Diggs and Casal do a good job here of finding the balance between the light and the dark, as “Blindspotitng” hums through its second act, sharing a slice of life as Colin and Miles go about their daily routines, which for Colin includes drinking green juice and going for morning runs. While Miles may not share Colin’s goals regarding self-improvement, his partner, Ashley (Jasmine Cephas Jones) looks to a better life as she pushes to send their son to a bilingual preschool. Humorous moments involve Colin finding out that his mother (Tisha Martin-Campbell) has given his childhood bedroom to his annoying little step-brother, and Miles’ attempts to make some quick cash by selling hairstyling equipment and a boat.
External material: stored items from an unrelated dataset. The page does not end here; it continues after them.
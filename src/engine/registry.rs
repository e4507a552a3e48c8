use crate::analyzer::Supplier;
use crate::engine::region::{Region, Status};
use std::sync::{PoisonError, RwLock, RwLockReadGuard, RwLockWriteGuard};

const LOG_TARGET: &str = "  registry";

/// Fallback region names used when the analyzer's region source is unavailable.
pub const FALLBACK_REGIONS: [&str; 4] = ["Taiwan", "Japan", "Ukraine", "USA"];

/// Shared store of monitored regions.
///
/// Region order is fixed at initialization and never reordered by updates, so display
/// order stays stable regardless of scan completion order. Every mutation is an atomic
/// replace-or-merge applied under the write lock; readers only ever observe
/// fully-applied updates. No critical section awaits.
#[derive(Debug, Default)]
pub struct RegionRegistry {
    regions: RwLock<Vec<Region>>,
}

impl RegionRegistry {
    #[must_use]
    pub fn new() -> Self {
        Self::default()
    }

    /// Populate the registry, one region per name, all starting safe and unscanned.
    ///
    /// Replaces any previous contents; the given order becomes the fixed iteration order.
    pub fn initialize(&self, names: impl IntoIterator<Item = String>) {
        let regions: Vec<Region> = names.into_iter().map(Region::new).collect();
        log::info!(target: LOG_TARGET, "Monitoring {} region(s)", regions.len());
        *self.write() = regions;
    }

    /// Set or clear a region's scanning flag. Unknown regions are ignored.
    pub fn mark_scanning(&self, name: &str, scanning: bool) {
        let mut regions = self.write();
        match regions.iter_mut().find(|region| region.name == name) {
            Some(region) => region.scanning = scanning,
            None => log::debug!(target: LOG_TARGET, "Ignoring scanning flag for unknown region '{name}'"),
        }
    }

    /// Record a completed scan: overwrite status, score, and suppliers, and clear
    /// the scanning flag, all in one step.
    pub fn apply_scan_result(&self, name: &str, status: Status, risk_score: u8, suppliers: Vec<Supplier>) {
        let mut regions = self.write();
        let Some(region) = regions.iter_mut().find(|region| region.name == name) else {
            log::debug!(target: LOG_TARGET, "Dropping scan result for unknown region '{name}'");
            return;
        };

        region.status = status;
        region.risk_score = Some(risk_score);
        region.suppliers = Some(suppliers);
        region.scanning = false;
    }

    /// Raise a region's status if `status` is strictly more severe than its current
    /// one; otherwise leave it untouched. Score and suppliers are never modified by
    /// this path.
    ///
    /// Commutative and idempotent: applying any sequence of raises yields the maximum
    /// severity seen.
    pub fn raise_status(&self, name: &str, status: Status) {
        let mut regions = self.write();
        let Some(region) = regions.iter_mut().find(|region| region.name == name) else {
            return;
        };

        if status > region.status {
            log::info!(target: LOG_TARGET, "Raising region '{name}' from {} to {status}", region.status);
            region.status = status;
        }
    }

    /// Cloned snapshot of all regions in their fixed order.
    #[must_use]
    pub fn snapshot(&self) -> Vec<Region> {
        self.read().clone()
    }

    /// Cloned snapshot of a single region, if known.
    #[must_use]
    pub fn region(&self, name: &str) -> Option<Region> {
        self.read().iter().find(|region| region.name == name).cloned()
    }

    /// Region names in their fixed order.
    #[must_use]
    pub fn names(&self) -> Vec<String> {
        self.read().iter().map(|region| region.name.clone()).collect()
    }

    #[must_use]
    pub fn is_empty(&self) -> bool {
        self.read().is_empty()
    }

    // Mutations never panic while holding the lock, so a poisoned lock still holds
    // consistent data and can be recovered.
    fn read(&self) -> RwLockReadGuard<'_, Vec<Region>> {
        self.regions.read().unwrap_or_else(PoisonError::into_inner)
    }

    fn write(&self) -> RwLockWriteGuard<'_, Vec<Region>> {
        self.regions.write().unwrap_or_else(PoisonError::into_inner)
    }
}
//! Input format detection.

use std::fmt;
use std::path::Path;
use std::str::FromStr;

use crate::loader::DataLoadError;

/// Supported scenario file formats.
#[derive(Debug, Clone, Copy, PartialEq, Eq, Hash)]
pub enum Format {
    /// Header line plus one capacity per line.
    Plain,
    Ron,
    Json,
    Toml,
}

impl Format {
    pub fn name(self) -> &'static str {
        match self {
            Format::Plain => "plain",
            Format::Ron => "ron",
            Format::Json => "json",
            Format::Toml => "toml",
        }
    }
}

impl fmt::Display for Format {
    fn fmt(&self, f: &mut fmt::Formatter<'_>) -> fmt::Result {
        f.write_str(self.name())
    }
}

impl FromStr for Format {
    type Err = String;

    fn from_str(s: &str) -> Result<Self, Self::Err> {
        match s.to_ascii_lowercase().as_str() {
            "plain" | "txt" => Ok(Format::Plain),
            "ron" => Ok(Format::Ron),
            "json" => Ok(Format::Json),
            "toml" => Ok(Format::Toml),
            other => Err(format!("unknown format '{other}'")),
        }
    }
}

/// Detect the format of a file from its extension.
///
/// `.txt`, `.in`, and files without an extension are plain.
pub fn detect_format(path: &Path) -> Result<Format, DataLoadError> {
    match path.extension().and_then(|e| e.to_str()) {
        None | Some("txt") | Some("in") => Ok(Format::Plain),
        Some("ron") => Ok(Format::Ron),
        Some("json") => Ok(Format::Json),
        Some("toml") => Ok(Format::Toml),
        Some(_) => Err(DataLoadError::UnsupportedFormat {
            file: path.to_path_buf(),
        }),
    }
}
Finally, there’s a flashback to that fateful night Colin committed the crime that landed him in jail, narrated animatedly by a witness (the always amusing Utkarsh Ambudkar).

The plot of “Blindspotting” really picks up in the third act, after Miles’ questionable choices put his family in jeopardy. Finally, all the frustrations Colin and Miles feel for each other, as well as society, cause things to come to a head during an explosive scene at a hipster party, of all places.

At the end of it all, “Blindspotting” is really a film about identity. As Miles comes to terms with his whiteness, Colin struggles to deal with the fact that his new status as a convicted felon causes others’ perception of him to change, including those who knew him before, such as his former girlfriend, student Val (Janina Gavankar). Diggs’s performance is rich in pathos here as he grapples with the unfairness of it all.

This being a film from the guy from “Hamilton” and a poet who appeared on “Def Poetry Jam,” there is are some rhymes sprinkled in “Blindspotting,” and while Diggs and Casal certainly have a talent for words, these scenes in an otherwise naturalistic film may take some viewers out of it.

Blindspotting” opens July 20 in select cities, July 27 nationwide.